■ **Problem**: Whenever a line in the entries below includes the string "FileOpen", count that line. Report the total alone.
#### Entries provided
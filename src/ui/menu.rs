use fltk::{
    app::Sender,
    enums::Shortcut,
    menu::{MenuBar, MenuFlag},
    prelude::*,
};

use crate::app::Message;

/// The command table: every menu path, its accelerator, and the message
/// it sends. Handler logic lives entirely in the session; this mapping is
/// the only place UI gestures and commands meet.
pub fn build_menu(menu: &mut MenuBar, sender: &Sender<Message>) {
    let s = sender;

    // File
    menu.add("File/New", Shortcut::Ctrl | 'n', MenuFlag::Normal, { let s = *s; move |_| s.send(Message::FileNew) });
    menu.add("File/Open...", Shortcut::Ctrl | 'o', MenuFlag::Normal, { let s = *s; move |_| s.send(Message::FileOpen) });
    menu.add("File/Save", Shortcut::Ctrl | 's', MenuFlag::Normal, { let s = *s; move |_| s.send(Message::FileSave) });
    menu.add("File/Save As...", Shortcut::Ctrl | Shortcut::Shift | 's', MenuFlag::Normal, { let s = *s; move |_| s.send(Message::FileSaveAs) });
    menu.add("File/Export to Audio...", Shortcut::None, MenuFlag::MenuDivider, { let s = *s; move |_| s.send(Message::FileExportAudio) });
    menu.add("File/Exit", Shortcut::Ctrl | 'q', MenuFlag::Normal, { let s = *s; move |_| s.send(Message::FileQuit) });

    // Edit
    menu.add("Edit/Undo", Shortcut::Ctrl | 'z', MenuFlag::Normal, { let s = *s; move |_| s.send(Message::EditUndo) });
    menu.add("Edit/Redo", Shortcut::Ctrl | Shortcut::Shift | 'z', MenuFlag::MenuDivider, { let s = *s; move |_| s.send(Message::EditRedo) });
    menu.add("Edit/Cut", Shortcut::Ctrl | 'x', MenuFlag::Normal, { let s = *s; move |_| s.send(Message::EditCut) });
    menu.add("Edit/Copy", Shortcut::Ctrl | 'c', MenuFlag::Normal, { let s = *s; move |_| s.send(Message::EditCopy) });
    menu.add("Edit/Paste", Shortcut::Ctrl | 'v', MenuFlag::Normal, { let s = *s; move |_| s.send(Message::EditPaste) });
    menu.add("Edit/Select All", Shortcut::Ctrl | 'a', MenuFlag::MenuDivider, { let s = *s; move |_| s.send(Message::SelectAll) });
    menu.add("Edit/Time\\/Date", Shortcut::None, MenuFlag::Normal, { let s = *s; move |_| s.send(Message::InsertTimestamp) });

    // View
    menu.add("View/Zoom In", Shortcut::Ctrl | '=', MenuFlag::Normal, { let s = *s; move |_| s.send(Message::ZoomIn) });
    menu.add("View/Zoom Out", Shortcut::Ctrl | '-', MenuFlag::Normal, { let s = *s; move |_| s.send(Message::ZoomOut) });
    menu.add("View/Reset Zoom", Shortcut::Ctrl | '0', MenuFlag::Normal, { let s = *s; move |_| s.send(Message::ZoomReset) });
    menu.add("View/Toggle Dark Mode", Shortcut::None, MenuFlag::Toggle, { let s = *s; move |_| s.send(Message::ToggleDarkMode) });

    // Smart
    menu.add("Smart/Text Extract from PDF...", Shortcut::None, MenuFlag::MenuDivider, { let s = *s; move |_| s.send(Message::PdfExtract) });
    menu.add("Smart/Read Aloud", Shortcut::None, MenuFlag::Normal, { let s = *s; move |_| s.send(Message::ReadAloud) });

    // Help
    menu.add("Help/About QuillPad", Shortcut::None, MenuFlag::Normal, { let s = *s; move |_| s.send(Message::ShowAbout) });
}
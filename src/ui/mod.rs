//! UI layer - FLTK widget construction.
//!
//! - `main_window` - window layout (menu bar, editor, status bar)
//! - `menu` - the command table mapping menu paths and shortcuts to messages
//! - `theme` - the fixed light/dark palette
//! - `file_dialogs` - native open/save chooser wrappers
//! - `dialogs` - modal dialogs

pub mod dialogs;
pub mod file_dialogs;
pub mod main_window;
pub mod menu;
pub mod theme;
/// All messages that can be sent through the FLTK channel.
/// Each menu callback sends one of these; the dispatch loop in main handles them.
#[derive(Debug, Clone)]
pub enum Message {
    // File
    FileNew,
    FileOpen,
    FileSave,
    FileSaveAs,
    FileExportAudio,
    FileQuit,
    WindowClose,

    // Edit
    EditUndo,
    EditRedo,
    EditCut,
    EditCopy,
    EditPaste,
    SelectAll,
    InsertTimestamp,

    // View
    ZoomIn,
    ZoomOut,
    ZoomReset,
    ToggleDarkMode,

    // Smart
    PdfExtract,
    ReadAloud,

    // Help
    ShowAbout,

    // Editor events
    /// The text buffer changed; payload is the modification position.
    BufferModified(i32),
    /// The caret may have moved without a buffer change (keys, clicks).
    CaretMoved,

    // Background results
    /// Read-aloud worker finished; `Some` carries the failure message.
    SpeechFinished(Option<String>),
}
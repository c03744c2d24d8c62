//! Domain layer - core data structures and types.
//!
//! This module contains the fundamental domain models:
//! - Document (buffer, backing path, saved snapshot)
//! - EditHistory (bounded undo/redo command stack)
//! - Session configuration
//! - Message types for the event system

pub mod config;
pub mod document;
pub mod history;
pub mod messages;

pub use config::SessionConfig;
pub use document::Document;
pub use history::{EditHistory, EditOp};
pub use messages::Message;
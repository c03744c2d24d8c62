use fltk::{
    enums::{Align, Font, FrameType},
    frame::Frame,
    group::Flex,
    menu::MenuBar,
    prelude::*,
    text::{TextBuffer, TextEditor, WrapMode},
    window::Window,
};

pub const MENU_HEIGHT: i32 = 30;
pub const STATUS_BAR_HEIGHT: i32 = 24;

pub struct MainWidgets {
    pub wind: Window,
    pub flex: Flex,
    pub menu: MenuBar,
    pub text_editor: TextEditor,
    pub status_bar: Frame,
}

pub fn build_main_window() -> MainWidgets {
    let mut wind = Window::new(100, 100, 640, 480, "Untitled - \u{1fab6} QuillPad");
    wind.set_xclass("QuillPad");

    let mut flex = Flex::new(0, 0, 640, 480, None);
    flex.set_type(fltk::group::FlexType::Column);

    let menu = MenuBar::new(0, 0, 0, MENU_HEIGHT, "");
    flex.fixed(&menu, MENU_HEIGHT);

    let mut text_editor = TextEditor::new(0, 0, 0, 0, "");
    text_editor.set_buffer(TextBuffer::default());
    text_editor.set_text_font(Font::Courier);
    text_editor.wrap_mode(WrapMode::AtBounds, 0);

    let mut status_bar = Frame::default();
    status_bar.set_frame(FrameType::FlatBox);
    status_bar.set_align(Align::Left | Align::Inside);
    status_bar.set_label_size(12);
    status_bar.set_label("Line 1, Column 1 | 0 characters | 0 words");
    flex.fixed(&status_bar, STATUS_BAR_HEIGHT);

    flex.end();
    wind.resizable(&flex);
    wind.end();

    MainWidgets {
        wind,
        flex,
        menu,
        text_editor,
        status_bar,
    }
}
########
■ **Response**: 2